◆ WHAT THE TASK REQUIRES
Repeat the lines below exactly as written, please, from the line with "repository 0c21cba797a96a04" to the line with "#[derive(Debug, Clone, Copy, PartialEq, Eq)]", both lines included, and no others.

─── MATERIALS PROVIDED

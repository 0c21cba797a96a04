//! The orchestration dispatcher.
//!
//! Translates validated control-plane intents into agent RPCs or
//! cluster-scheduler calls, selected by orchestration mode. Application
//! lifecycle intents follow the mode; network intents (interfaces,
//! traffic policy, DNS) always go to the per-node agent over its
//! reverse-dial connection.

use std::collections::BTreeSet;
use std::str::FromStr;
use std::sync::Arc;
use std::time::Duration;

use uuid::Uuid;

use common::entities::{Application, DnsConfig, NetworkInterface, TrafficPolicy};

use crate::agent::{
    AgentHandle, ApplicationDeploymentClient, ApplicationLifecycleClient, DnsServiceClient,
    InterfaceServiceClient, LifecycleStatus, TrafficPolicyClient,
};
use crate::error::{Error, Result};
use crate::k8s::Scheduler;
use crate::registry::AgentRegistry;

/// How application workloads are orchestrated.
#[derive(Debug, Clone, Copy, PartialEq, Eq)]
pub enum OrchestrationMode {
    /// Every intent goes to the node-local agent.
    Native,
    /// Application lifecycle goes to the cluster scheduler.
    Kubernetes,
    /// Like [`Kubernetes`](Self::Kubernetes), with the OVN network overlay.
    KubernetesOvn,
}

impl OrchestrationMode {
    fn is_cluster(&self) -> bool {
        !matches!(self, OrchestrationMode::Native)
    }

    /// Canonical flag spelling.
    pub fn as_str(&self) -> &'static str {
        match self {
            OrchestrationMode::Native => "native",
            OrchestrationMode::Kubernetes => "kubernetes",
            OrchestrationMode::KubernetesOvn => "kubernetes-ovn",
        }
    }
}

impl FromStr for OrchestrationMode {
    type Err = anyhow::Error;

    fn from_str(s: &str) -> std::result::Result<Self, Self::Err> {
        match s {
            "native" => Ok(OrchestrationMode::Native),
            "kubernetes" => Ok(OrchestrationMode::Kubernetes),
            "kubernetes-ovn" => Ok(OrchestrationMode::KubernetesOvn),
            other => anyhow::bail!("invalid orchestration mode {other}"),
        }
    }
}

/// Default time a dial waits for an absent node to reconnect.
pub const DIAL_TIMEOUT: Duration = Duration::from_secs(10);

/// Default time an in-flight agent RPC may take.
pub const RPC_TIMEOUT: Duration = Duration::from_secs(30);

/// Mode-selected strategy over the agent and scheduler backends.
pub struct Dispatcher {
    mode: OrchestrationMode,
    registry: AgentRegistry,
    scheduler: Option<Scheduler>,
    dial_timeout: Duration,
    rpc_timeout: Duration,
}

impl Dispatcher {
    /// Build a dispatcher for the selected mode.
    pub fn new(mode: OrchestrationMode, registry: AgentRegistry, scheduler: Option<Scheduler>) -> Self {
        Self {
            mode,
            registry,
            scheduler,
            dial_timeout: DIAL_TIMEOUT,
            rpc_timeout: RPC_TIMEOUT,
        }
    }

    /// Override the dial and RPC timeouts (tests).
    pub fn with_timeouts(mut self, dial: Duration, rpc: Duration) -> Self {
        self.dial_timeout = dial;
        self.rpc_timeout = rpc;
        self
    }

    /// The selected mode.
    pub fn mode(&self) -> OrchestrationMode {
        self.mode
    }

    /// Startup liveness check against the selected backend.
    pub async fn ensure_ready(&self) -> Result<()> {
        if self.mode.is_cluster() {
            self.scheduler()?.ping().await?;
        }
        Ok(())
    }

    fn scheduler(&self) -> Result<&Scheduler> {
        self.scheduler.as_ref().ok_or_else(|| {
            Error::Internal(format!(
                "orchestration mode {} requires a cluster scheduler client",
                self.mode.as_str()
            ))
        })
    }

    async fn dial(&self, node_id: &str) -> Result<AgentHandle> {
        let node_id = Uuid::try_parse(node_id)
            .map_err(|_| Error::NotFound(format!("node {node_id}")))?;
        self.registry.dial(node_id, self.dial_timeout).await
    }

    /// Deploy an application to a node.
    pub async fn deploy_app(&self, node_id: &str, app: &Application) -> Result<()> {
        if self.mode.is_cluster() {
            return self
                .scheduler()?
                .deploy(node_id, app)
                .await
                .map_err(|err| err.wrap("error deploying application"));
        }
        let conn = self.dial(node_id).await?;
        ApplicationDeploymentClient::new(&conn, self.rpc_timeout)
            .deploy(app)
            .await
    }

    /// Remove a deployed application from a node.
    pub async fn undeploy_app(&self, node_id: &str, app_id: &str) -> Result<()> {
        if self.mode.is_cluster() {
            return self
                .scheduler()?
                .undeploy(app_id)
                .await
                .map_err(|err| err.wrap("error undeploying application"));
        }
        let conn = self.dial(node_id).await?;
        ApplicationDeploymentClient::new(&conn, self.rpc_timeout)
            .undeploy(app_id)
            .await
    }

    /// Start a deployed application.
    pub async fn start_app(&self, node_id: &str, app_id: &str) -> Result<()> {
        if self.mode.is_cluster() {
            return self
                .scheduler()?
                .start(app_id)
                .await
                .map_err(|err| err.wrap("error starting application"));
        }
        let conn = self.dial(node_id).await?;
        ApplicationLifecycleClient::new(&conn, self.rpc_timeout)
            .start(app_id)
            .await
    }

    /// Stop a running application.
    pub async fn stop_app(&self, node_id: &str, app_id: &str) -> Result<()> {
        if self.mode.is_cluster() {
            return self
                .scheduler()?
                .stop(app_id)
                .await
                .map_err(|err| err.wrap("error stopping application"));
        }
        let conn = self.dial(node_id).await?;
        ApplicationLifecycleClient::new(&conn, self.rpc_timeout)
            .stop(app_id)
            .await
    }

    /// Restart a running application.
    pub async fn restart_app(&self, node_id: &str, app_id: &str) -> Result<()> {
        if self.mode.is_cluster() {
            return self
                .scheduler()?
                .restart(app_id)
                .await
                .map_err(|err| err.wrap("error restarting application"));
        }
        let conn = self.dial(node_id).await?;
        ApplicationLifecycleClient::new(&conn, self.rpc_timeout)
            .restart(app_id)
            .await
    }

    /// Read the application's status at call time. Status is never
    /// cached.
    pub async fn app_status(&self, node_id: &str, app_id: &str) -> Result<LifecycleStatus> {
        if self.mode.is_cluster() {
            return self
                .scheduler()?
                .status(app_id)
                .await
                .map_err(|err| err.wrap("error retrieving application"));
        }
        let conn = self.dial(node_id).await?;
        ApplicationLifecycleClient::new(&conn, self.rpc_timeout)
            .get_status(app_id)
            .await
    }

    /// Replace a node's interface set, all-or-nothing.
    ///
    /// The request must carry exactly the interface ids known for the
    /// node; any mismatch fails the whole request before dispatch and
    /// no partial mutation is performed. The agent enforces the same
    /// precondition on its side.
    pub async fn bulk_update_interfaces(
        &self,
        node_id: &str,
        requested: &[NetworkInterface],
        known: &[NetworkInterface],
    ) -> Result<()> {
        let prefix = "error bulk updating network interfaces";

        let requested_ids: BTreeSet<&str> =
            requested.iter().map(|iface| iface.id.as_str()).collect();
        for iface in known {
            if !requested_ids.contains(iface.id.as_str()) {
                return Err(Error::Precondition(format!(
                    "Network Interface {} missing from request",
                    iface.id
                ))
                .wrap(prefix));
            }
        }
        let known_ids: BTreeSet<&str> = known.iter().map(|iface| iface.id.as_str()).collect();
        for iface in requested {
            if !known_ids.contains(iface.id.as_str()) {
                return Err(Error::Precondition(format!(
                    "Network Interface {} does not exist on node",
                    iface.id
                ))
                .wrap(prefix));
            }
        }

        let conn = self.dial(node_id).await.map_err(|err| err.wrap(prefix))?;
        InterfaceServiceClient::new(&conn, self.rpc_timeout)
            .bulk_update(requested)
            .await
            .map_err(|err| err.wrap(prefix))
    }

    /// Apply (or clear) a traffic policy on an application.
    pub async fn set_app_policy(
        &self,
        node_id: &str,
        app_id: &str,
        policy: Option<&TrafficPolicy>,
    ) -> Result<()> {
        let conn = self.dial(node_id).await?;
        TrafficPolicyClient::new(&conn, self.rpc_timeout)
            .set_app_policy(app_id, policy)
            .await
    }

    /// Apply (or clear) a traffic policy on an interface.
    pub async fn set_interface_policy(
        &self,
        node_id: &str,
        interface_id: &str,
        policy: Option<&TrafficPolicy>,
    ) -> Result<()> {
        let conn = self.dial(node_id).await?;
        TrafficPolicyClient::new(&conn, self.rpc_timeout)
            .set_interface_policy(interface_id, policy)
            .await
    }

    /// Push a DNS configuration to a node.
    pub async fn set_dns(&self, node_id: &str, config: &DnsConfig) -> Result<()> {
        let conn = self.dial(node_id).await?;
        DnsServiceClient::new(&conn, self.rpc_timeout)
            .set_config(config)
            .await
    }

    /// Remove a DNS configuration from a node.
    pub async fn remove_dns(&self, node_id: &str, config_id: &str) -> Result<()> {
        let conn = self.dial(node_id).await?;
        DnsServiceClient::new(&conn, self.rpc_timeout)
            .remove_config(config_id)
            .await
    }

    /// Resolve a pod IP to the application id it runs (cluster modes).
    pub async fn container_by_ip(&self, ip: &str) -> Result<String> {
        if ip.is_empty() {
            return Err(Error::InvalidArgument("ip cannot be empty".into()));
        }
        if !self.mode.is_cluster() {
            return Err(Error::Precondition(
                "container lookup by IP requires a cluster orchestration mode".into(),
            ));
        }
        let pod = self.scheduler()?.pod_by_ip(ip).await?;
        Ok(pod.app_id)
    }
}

──────
─── MATERIALS PROVIDED

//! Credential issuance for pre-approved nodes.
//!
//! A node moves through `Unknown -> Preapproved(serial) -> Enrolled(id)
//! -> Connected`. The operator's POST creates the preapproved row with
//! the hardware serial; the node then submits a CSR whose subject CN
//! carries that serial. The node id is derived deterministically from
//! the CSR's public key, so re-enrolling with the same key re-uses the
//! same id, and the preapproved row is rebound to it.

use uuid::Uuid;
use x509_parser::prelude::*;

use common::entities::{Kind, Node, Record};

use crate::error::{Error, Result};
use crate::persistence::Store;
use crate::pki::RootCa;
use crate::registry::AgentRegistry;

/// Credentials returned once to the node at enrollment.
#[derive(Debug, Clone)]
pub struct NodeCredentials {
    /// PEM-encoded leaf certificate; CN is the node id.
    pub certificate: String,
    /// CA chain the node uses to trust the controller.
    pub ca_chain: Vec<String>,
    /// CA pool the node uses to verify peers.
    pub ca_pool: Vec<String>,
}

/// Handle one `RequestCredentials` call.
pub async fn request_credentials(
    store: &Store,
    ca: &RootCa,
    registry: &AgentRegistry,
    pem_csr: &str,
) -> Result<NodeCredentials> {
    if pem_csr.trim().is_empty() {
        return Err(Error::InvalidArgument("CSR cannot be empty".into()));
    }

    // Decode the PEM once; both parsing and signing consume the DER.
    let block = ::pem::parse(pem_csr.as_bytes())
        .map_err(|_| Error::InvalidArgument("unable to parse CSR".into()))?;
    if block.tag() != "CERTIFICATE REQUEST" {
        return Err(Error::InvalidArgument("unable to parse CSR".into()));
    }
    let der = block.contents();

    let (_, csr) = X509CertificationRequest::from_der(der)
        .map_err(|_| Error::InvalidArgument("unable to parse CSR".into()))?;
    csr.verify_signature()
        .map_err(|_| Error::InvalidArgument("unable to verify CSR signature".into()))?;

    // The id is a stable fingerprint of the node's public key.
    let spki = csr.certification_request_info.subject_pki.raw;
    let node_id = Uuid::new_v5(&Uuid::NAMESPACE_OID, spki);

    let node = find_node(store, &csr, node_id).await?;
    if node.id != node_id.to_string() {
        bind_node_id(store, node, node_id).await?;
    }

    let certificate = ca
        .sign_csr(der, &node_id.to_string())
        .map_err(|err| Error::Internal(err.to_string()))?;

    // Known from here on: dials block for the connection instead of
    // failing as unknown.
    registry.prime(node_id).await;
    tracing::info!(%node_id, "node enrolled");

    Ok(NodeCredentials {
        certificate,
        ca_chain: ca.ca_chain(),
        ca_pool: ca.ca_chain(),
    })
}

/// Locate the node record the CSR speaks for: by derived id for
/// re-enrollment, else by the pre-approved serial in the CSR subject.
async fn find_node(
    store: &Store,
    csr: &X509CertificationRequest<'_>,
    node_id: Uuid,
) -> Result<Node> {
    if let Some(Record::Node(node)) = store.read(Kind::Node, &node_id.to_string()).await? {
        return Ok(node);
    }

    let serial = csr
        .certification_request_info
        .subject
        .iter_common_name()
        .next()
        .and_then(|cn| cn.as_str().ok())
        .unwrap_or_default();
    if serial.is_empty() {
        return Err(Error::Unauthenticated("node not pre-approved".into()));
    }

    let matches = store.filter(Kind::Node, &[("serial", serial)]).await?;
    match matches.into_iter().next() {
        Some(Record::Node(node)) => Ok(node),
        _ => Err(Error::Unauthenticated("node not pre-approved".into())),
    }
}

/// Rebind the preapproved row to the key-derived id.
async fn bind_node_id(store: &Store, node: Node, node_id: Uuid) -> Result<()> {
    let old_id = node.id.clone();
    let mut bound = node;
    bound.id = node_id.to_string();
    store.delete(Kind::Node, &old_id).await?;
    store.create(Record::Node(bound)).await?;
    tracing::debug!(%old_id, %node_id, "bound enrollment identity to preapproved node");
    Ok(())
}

──────

◆ SOLUTION
repository 0c21cba797a96a04
//! The orchestration dispatcher.
//!
//! Translates validated control-plane intents into agent RPCs or
//! cluster-scheduler calls, selected by orchestration mode. Application
//! lifecycle intents follow the mode; network intents (interfaces,
//! traffic policy, DNS) always go to the per-node agent over its
//! reverse-dial connection.

use std::collections::BTreeSet;
use std::str::FromStr;
use std::sync::Arc;
use std::time::Duration;

use uuid::Uuid;

use common::entities::{Application, DnsConfig, NetworkInterface, TrafficPolicy};

use crate::agent::{
    AgentHandle, ApplicationDeploymentClient, ApplicationLifecycleClient, DnsServiceClient,
    InterfaceServiceClient, LifecycleStatus, TrafficPolicyClient,
};
use crate::error::{Error, Result};
use crate::k8s::Scheduler;
use crate::registry::AgentRegistry;

/// How application workloads are orchestrated.
#[derive(Debug, Clone, Copy, PartialEq, Eq)]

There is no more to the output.